Aconteceu na última sexta, noite, enquanto bebericava taça de
vinho. Jovem universitária sentou-se à minha mesa e me pediu para ler e
comentar o poema-música de Belchior, SANGUE LATINO, produção de 1976, em pleno
regime militar. A estudante atendia a uma tarefa de seu professor de
comunicação, que exigia análise do sentimento de protesto contido nas
entrelinhas da música de enorme sucesso na época.
Primeiramente, contei minha convivência com Belchior, colega
de seminário dos capuchinhos, em Messejana, perto de Fortaleza. Passara no
vestibular para medicina aos 16 anos, mas teve que aguardar maioridade para se
matricular. A convite de Frei Higino, internou-se, nesse período de espera, no
seminário. Rara inteligência, Belchior destacava-se no grupo pelo talento
literário. Convidou-me para passar um dia com a sua família. Abandonou o curso
de medicina e se entregou à carreira musical. Hoje, travessa cruel momento,
peregrinando fora do Brasil, procurado pela Justiça, acusado de dívidas
trabalhistas, diárias de hotéis, pensão de ex-esposa e quatro filhos,
fisicamente bastante envelhecido. Banco famoso convidou-o para retornar à
brilhante carreira musical, prometendo-lhe pagar as dívidas, em troca de
publicidade. Recusou peremptoriamente. Na verdade, o espírito franciscano
continua imerso no despojado artista, conhecido pela generosidade com os
necessitados.
Depois de conhecer um pouco da trajetória de Belchior, a
estudante interessou-se pelo texto: Eu sou apenas um rapaz/Latino-Americano/Sem dinheiro no
banco/Sem parentes importantes/E vindo do interior/Mas trago de cabeça/Uma
canção do rádio/Em que um antigo/Compositor baiano/Me dizia/Tudo é divino/Tudo
é maravilhoso/... E não tenho um amigo sequer/Que ainda acredite nisso,
não/Tudo muda!/E com toda razão/Mas sei/Que tudo é proibido/Aliás, eu queria
dizer/Que tudo é permitido/... Tenho um compromisso
E não posso faltar/ Por causa de vocês/ Mas se depois de
cantar/Você ainda quiser me atirar/Mate-me logo! ... O texto foi reduzido, por economia de espaço.
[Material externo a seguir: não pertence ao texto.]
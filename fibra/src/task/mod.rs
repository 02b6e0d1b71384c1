//! Tasks: identity, lifecycle, scope and the futures they wait for.

// Public API
mod handle;
pub use self::handle::{TaskHandle, current, try_current};

pub mod id;
pub use self::id::{FutureId, Id, id, try_id};

mod join;
pub use self::join::wait_futures;
pub(crate) use self::join::{JoinRegistry, Pending};

pub mod scope;
pub use self::scope::Scope;

mod state;
pub use self::state::TaskState;
pub(crate) use self::state::{State, TransitionToIdle, TransitionToNotified, TransitionToRunning};

// Re-exports
mod node;
pub(crate) use self::node::TaskNode;

mod waker;
pub(crate) use self::waker::task_waker;
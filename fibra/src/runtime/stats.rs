use crate::context;
use std::cell::Cell;

/// Point-in-time counters of a runtime. Observability only, nothing in the
/// engine makes decisions based on them.
#[derive(Debug, Default, Clone, Copy, PartialEq, Eq)]
pub struct Stats {
    /// Tasks started since the runtime was built or last reset.
    pub tasks_total: u64,

    /// Tasks started and not completed yet.
    pub tasks_active: u64,

    /// Futures created since the runtime was built or last reset.
    pub futures_total: u64,

    /// Futures created and not resolved yet.
    pub futures_active: u64,
}

#[derive(Debug, Default)]
pub(crate) struct StatsCell {
    tasks_total: Cell<u64>,
    tasks_active: Cell<u64>,
    futures_total: Cell<u64>,
    futures_active: Cell<u64>,
}

impl StatsCell {
    pub(crate) fn task_started(&self) {
        incr(&self.tasks_total);
        incr(&self.tasks_active);
    }

    pub(crate) fn task_completed(&self) {
        decr(&self.tasks_active);
    }

    pub(crate) fn future_created(&self) {
        incr(&self.futures_total);
        incr(&self.futures_active);
    }

    pub(crate) fn future_settled(&self) {
        decr(&self.futures_active);
    }

    pub(crate) fn snapshot(&self) -> Stats {
        Stats {
            tasks_total: self.tasks_total.get(),
            tasks_active: self.tasks_active.get(),
            futures_total: self.futures_total.get(),
            futures_active: self.futures_active.get(),
        }
    }

    // Active counters describe live objects and survive a reset.
    pub(crate) fn reset(&self) {
        self.tasks_total.set(0);
        self.futures_total.set(0);
    }
}

fn incr(cell: &Cell<u64>) {
    cell.set(cell.get() + 1);
}

fn decr(cell: &Cell<u64>) {
    cell.set(cell.get().saturating_sub(1));
}

/// Returns the counters of the runtime driving the current thread.
///
/// # Panics
///
/// Panics when called outside a runtime.
#[track_caller]
pub fn stats() -> Stats {
    context::with_core(|core| core.stats.snapshot())
}
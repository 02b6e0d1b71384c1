use proc_macro2::TokenStream;
use quote::{quote, quote_spanned};
use syn::parse::Parser;

use crate::parse::{ItemFn, is_test_attribute, lit_str, lit_u32, with_error};

// syn::AttributeArgs is gone since syn 2.
type AttributeArgs = syn::punctuated::Punctuated<syn::Meta, syn::Token![,]>;

const KNOWN_ARGS: &str = "`event_interval`, `unhandled_error`";

#[derive(Debug, Clone, Copy, PartialEq)]
enum Entry {
    Main,
    Test,
}

impl Entry {
    fn name(self) -> &'static str {
        match self {
            Entry::Main => "fibra::main",
            Entry::Test => "fibra::test",
        }
    }
}

#[derive(Debug, Clone, Copy)]
enum UnhandledError {
    Log,
    Panic,
}

impl UnhandledError {
    fn parse(s: &str) -> Result<Self, String> {
        match s {
            "log" => Ok(UnhandledError::Log),
            "panic" => Ok(UnhandledError::Panic),
            _ => Err(format!(
                "no such unhandled error policy `{s}`, expected `log` or `panic`"
            )),
        }
    }

    fn path(self) -> TokenStream {
        match self {
            UnhandledError::Log => quote! { fibra::runtime::UnhandledErrorPolicy::Log },
            UnhandledError::Panic => quote! { fibra::runtime::UnhandledErrorPolicy::Panic },
        }
    }
}

/// Runtime knobs accepted by both attributes.
#[derive(Debug, Default)]
struct Config {
    event_interval: Option<u32>,
    unhandled_error: Option<UnhandledError>,
}

impl Config {
    fn from_args(entry: Entry, input: &ItemFn, args: AttributeArgs) -> syn::Result<Self> {
        if input.sig.asyncness.is_none() {
            let msg = "the `async` keyword is missing from the function declaration";
            return Err(syn::Error::new_spanned(input.sig.fn_token, msg));
        }

        let mut config = Config::default();

        for arg in args {
            let namevalue = match arg {
                syn::Meta::NameValue(namevalue) => namevalue,
                syn::Meta::Path(path) => {
                    let msg = match path.get_ident().map(|ident| ident.to_string()) {
                        Some(name) if name == "event_interval" || name == "unhandled_error" => {
                            format!("`{name}` requires a value, e.g. `#[{}({name} = ...)]`", entry.name())
                        }
                        _ => format!("unknown argument, expected one of: {KNOWN_ARGS}"),
                    };
                    return Err(syn::Error::new_spanned(path, msg));
                }
                other => {
                    let msg = format!("unknown argument, expected one of: {KNOWN_ARGS}");
                    return Err(syn::Error::new_spanned(other, msg));
                }
            };

            let name = namevalue
                .path
                .get_ident()
                .ok_or_else(|| syn::Error::new_spanned(&namevalue.path, "expected an identifier"))?
                .to_string();

            let syn::Expr::Lit(syn::ExprLit { lit, .. }) = &namevalue.value else {
                return Err(syn::Error::new_spanned(&namevalue.value, "expected a literal"));
            };

            match name.as_str() {
                "event_interval" => {
                    if config.event_interval.is_some() {
                        return Err(syn::Error::new_spanned(lit, "`event_interval` set multiple times"));
                    }

                    let interval = lit_u32(lit, "event_interval")?;
                    if interval == 0 {
                        return Err(syn::Error::new_spanned(lit, "`event_interval` may not be 0"));
                    }
                    config.event_interval = Some(interval);
                }
                "unhandled_error" => {
                    if config.unhandled_error.is_some() {
                        return Err(syn::Error::new_spanned(lit, "`unhandled_error` set multiple times"));
                    }

                    let policy = lit_str(lit, "unhandled_error")?;
                    let policy =
                        UnhandledError::parse(&policy).map_err(|msg| syn::Error::new_spanned(lit, msg))?;
                    config.unhandled_error = Some(policy);
                }
                _ => {
                    let msg = format!("unknown argument `{name}`, expected one of: {KNOWN_ARGS}");
                    return Err(syn::Error::new_spanned(namevalue, msg));
                }
            }
        }

        Ok(config)
    }
}

pub(crate) fn main(args: TokenStream, item: TokenStream) -> TokenStream {
    expand(Entry::Main, args, item)
}

pub(crate) fn test(args: TokenStream, item: TokenStream) -> TokenStream {
    expand(Entry::Test, args, item)
}

// On a bad argument the function still expands, with the default config, next
// to the error. Keeps IDE completion working inside the body.
fn expand(entry: Entry, args: TokenStream, item: TokenStream) -> TokenStream {
    let input: ItemFn = match syn::parse2(item.clone()) {
        Ok(input) => input,
        Err(err) => return with_error(item, err),
    };

    let config = check_signature(entry, &input)
        .and_then(|()| AttributeArgs::parse_terminated.parse2(args))
        .and_then(|args| Config::from_args(entry, &input, args));

    match config {
        Ok(config) => generate(entry, input, &config),
        Err(err) => with_error(generate(entry, input, &Config::default()), err),
    }
}

fn check_signature(entry: Entry, input: &ItemFn) -> syn::Result<()> {
    match entry {
        Entry::Main if input.sig.ident == "main" && !input.sig.inputs.is_empty() => Err(
            syn::Error::new_spanned(&input.sig.ident, "the main function cannot accept arguments"),
        ),
        Entry::Test => match input.attrs().find(|attr| is_test_attribute(attr)) {
            Some(attr) => Err(syn::Error::new_spanned(
                attr,
                "second test attribute is supplied, remove it or put it after `#[fibra::test]`",
            )),
            None => Ok(()),
        },
        Entry::Main => Ok(()),
    }
}

fn generate(entry: Entry, mut input: ItemFn, config: &Config) -> TokenStream {
    input.sig.asyncness = None;

    // A mismatched output type is reported on the last statement.
    let (start, end) = input.last_stmt_spans();

    let mut rt = quote_spanned! {start=> fibra::runtime::Builder::new_local() };

    if let Some(interval) = config.event_interval {
        rt = quote_spanned! {start=> #rt.event_interval(#interval) };
    }

    if let Some(policy) = config.unhandled_error {
        let policy = policy.path();
        rt = quote_spanned! {start=> #rt.unhandled_error(#policy) };
    }

    let generated_attrs = match entry {
        Entry::Test => quote! { #[::core::prelude::v1::test] },
        Entry::Main => quote! {},
    };

    let body = input.body();

    // Tests block on a `Pin<&mut dyn Future>` so that every test shares one
    // instantiation of `block_on`.
    let body = match entry {
        Entry::Test => {
            let output = match &input.sig.output {
                syn::ReturnType::Default => quote! { () },
                syn::ReturnType::Type(_, ty) => quote! { #ty },
            };

            quote! {
                let body = async #body;
                let body = ::core::pin::pin!(body);
                let body: ::core::pin::Pin<&mut dyn ::core::future::Future<Output = #output>> = body;
            }
        }
        Entry::Main => quote! {
            let body = async #body;
        },
    };

    let tail = quote_spanned! {end=>
        #[allow(clippy::expect_used, clippy::needless_return)]
        {
            return #rt
                .try_build()
                .expect("failed to build the fibra runtime")
                .block_on(body);
        }
    };

    input.into_tokens(generated_attrs, body, tail)
}
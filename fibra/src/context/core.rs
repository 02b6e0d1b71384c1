use crate::runtime::{Injector, Remote, RuntimeConfig, StatsCell};
use crate::task::TaskNode;
use crate::time::TimerHeap;
use slab::Slab;
use std::any::Any;
use std::cell::RefCell;
use std::collections::VecDeque;
use std::rc::Rc;
use std::sync::Arc;

pub(crate) type Deferred = Box<dyn FnOnce()>;

/// Completion waiting for a value produced on another thread. The payload is
/// whatever the helper thread posted back through the [`Remote`].
pub(crate) type Parked = Box<dyn FnOnce(Box<dyn Any + Send>)>;

/// Thread-local resources of the runtime. Every field has interior mutability
/// so callers can hold `&Core` while touching several fields at once. Borrows
/// must never be held across a user callback, which may call back into the
/// core.
pub(crate) struct Core {
    pub(crate) cfg: RuntimeConfig,

    /// Timers armed through `set_timeout`, `sleep` and future timeouts.
    pub(crate) timers: RefCell<TimerHeap>,

    /// Callbacks to run on the next loop iteration.
    pub(crate) deferred: RefCell<VecDeque<Deferred>>,

    /// Completions of `spawn_blocking` calls whose helper thread is still
    /// running. The loop stays alive while this is not empty.
    pub(crate) parked: RefCell<Slab<Parked>>,

    /// Cross-thread entry point of the loop: wakes and posted closures.
    pub(crate) injector: Arc<Injector>,

    /// Task being polled right now. Used to attach new tasks and futures to
    /// their parent.
    pub(crate) current_task: RefCell<Option<Rc<TaskNode>>>,

    pub(crate) stats: StatsCell,
}

impl Core {
    pub(crate) fn new(cfg: &RuntimeConfig, injector: Arc<Injector>) -> Self {
        Self {
            cfg: cfg.clone(),
            timers: RefCell::new(TimerHeap::new()),
            deferred: RefCell::new(VecDeque::new()),
            parked: RefCell::new(Slab::new()),
            injector,
            current_task: RefCell::new(None),
            stats: StatsCell::default(),
        }
    }

    pub(crate) fn remote(&self) -> Remote {
        Remote::new(Arc::clone(&self.injector))
    }

    pub(crate) fn defer(&self, f: Deferred) {
        self.deferred.borrow_mut().push_back(f);
    }

    pub(crate) fn park(&self, completion: Parked) -> usize {
        self.parked.borrow_mut().insert(completion)
    }

    pub(crate) fn unpark(&self, key: usize) -> Option<Parked> {
        self.parked.borrow_mut().try_remove(key)
    }

    /// True if something other than the ready queue can still make progress:
    /// a deferred callback, a live timer, a helper thread or a posted job.
    pub(crate) fn has_pending_work(&self) -> bool {
        !self.deferred.borrow().is_empty()
            || !self.timers.borrow().is_empty()
            || !self.parked.borrow().is_empty()
            || !self.injector.is_empty()
    }
}
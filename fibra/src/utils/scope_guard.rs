/// A guard that executes a closure when it goes out of scope, whether by a
/// normal return, an early return or a panic unwinding through the scope.
pub(crate) struct ScopeGuard<F: FnOnce()> {
    // Taken out on drop, so the closure runs at most once.
    closure: Option<F>,
}

impl<F: FnOnce()> ScopeGuard<F> {
    pub(crate) fn new(closure: F) -> Self {
        ScopeGuard {
            closure: Some(closure),
        }
    }
}

impl<F: FnOnce()> Drop for ScopeGuard<F> {
    fn drop(&mut self) {
        if let Some(closure) = self.closure.take() {
            closure();
        }
    }
}

#[cfg(test)]
mod tests {
    use super::*;
    use std::cell::Cell;
    use std::panic::{AssertUnwindSafe, catch_unwind};

    #[test]
    fn test_guard_runs_on_drop() {
        let ran = Cell::new(false);
        {
            let _guard = ScopeGuard::new(|| ran.set(true));
            assert!(!ran.get());
        }
        assert!(ran.get());
    }

    #[test]
    fn test_guard_runs_on_unwind() {
        let ran = Cell::new(false);
        let res = catch_unwind(AssertUnwindSafe(|| {
            let _guard = ScopeGuard::new(|| ran.set(true));
            panic!("boom");
        }));

        assert!(res.is_err());
        assert!(ran.get());
    }
}
#![allow(unused)]

use crate::runtime::TaskOpts;
use crate::task::{Id, TransitionToNotified};
use std::cell::RefCell;
use std::collections::HashMap;
use std::rc::Rc;

#[derive(Debug, Clone, Copy, PartialEq, Eq, Hash)]
pub(crate) enum Method {
    Schedule,
    Wake,
    YieldNow,
    Release,
    Spawn,
    Unhandled,
}

#[derive(Debug, Clone, PartialEq, Eq)]
pub(crate) enum Call {
    Schedule {
        id: Id,
        transition: TransitionToNotified,
    },
    Wake {
        id: Id,
        transition: TransitionToNotified,
    },
    YieldNow {
        id: Id,
    },
    Release {
        id: Id,
    },
    Spawn {
        id: Id,
        opts: TaskOpts,
    },
    Unhandled {
        id: Id,
        error: String,
    },
}

/// Records every call made to the scheduler, for tests to assert on.
#[derive(Debug, Clone, Default)]
pub(crate) struct Tracker {
    calls: Rc<RefCell<HashMap<Method, Vec<Call>>>>,
}

impl Tracker {
    pub(crate) fn new() -> Self {
        Self::default()
    }

    pub(crate) fn record(&self, method: Method, call: Call) {
        self.calls.borrow_mut().entry(method).or_default().push(call);
    }

    pub(crate) fn get_calls(&self, method: &Method) -> Vec<Call> {
        self.calls.borrow().get(method).cloned().unwrap_or_default()
    }

    pub(crate) fn num_calls(&self, method: &Method) -> usize {
        self.calls.borrow().get(method).map_or(0, |calls| calls.len())
    }
}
Ressalta o sentimento de protesto durante a ditadura, que proibida qualquer
manifestação crítica ao regime militar. Observe o temor velado ao expressar o
termo PROIBIDO, já motivo de afronta ao Poder. A criação artística driblava a
censura com recursos estilísticos. Neste caso, o tratamento VOCÊ(S) aponta para
os militares, bem como uma crítica velada a Caetano Veloso e demais baianos,
românticos melosos, segundo o texto, alienados à causa social.
Em tempo de tanta aridez musical e de consciência crítica,
professores e educadores precisam estimular os estudantes a extraírem o néctar
da produção literária. Urgentemente.
Belíssimo texto. Muito em consonância com os tempos que vivemos. Se a música de qualidade é eterna, precisamos resgatá-la. Os mais jovens precisam urgentemente disso. E acho que isso deve começar pela própria casa, em meio a família. Mas também na escola, na TV, nas rádios, que hoje vivem um período de renascimento. Grato, professor!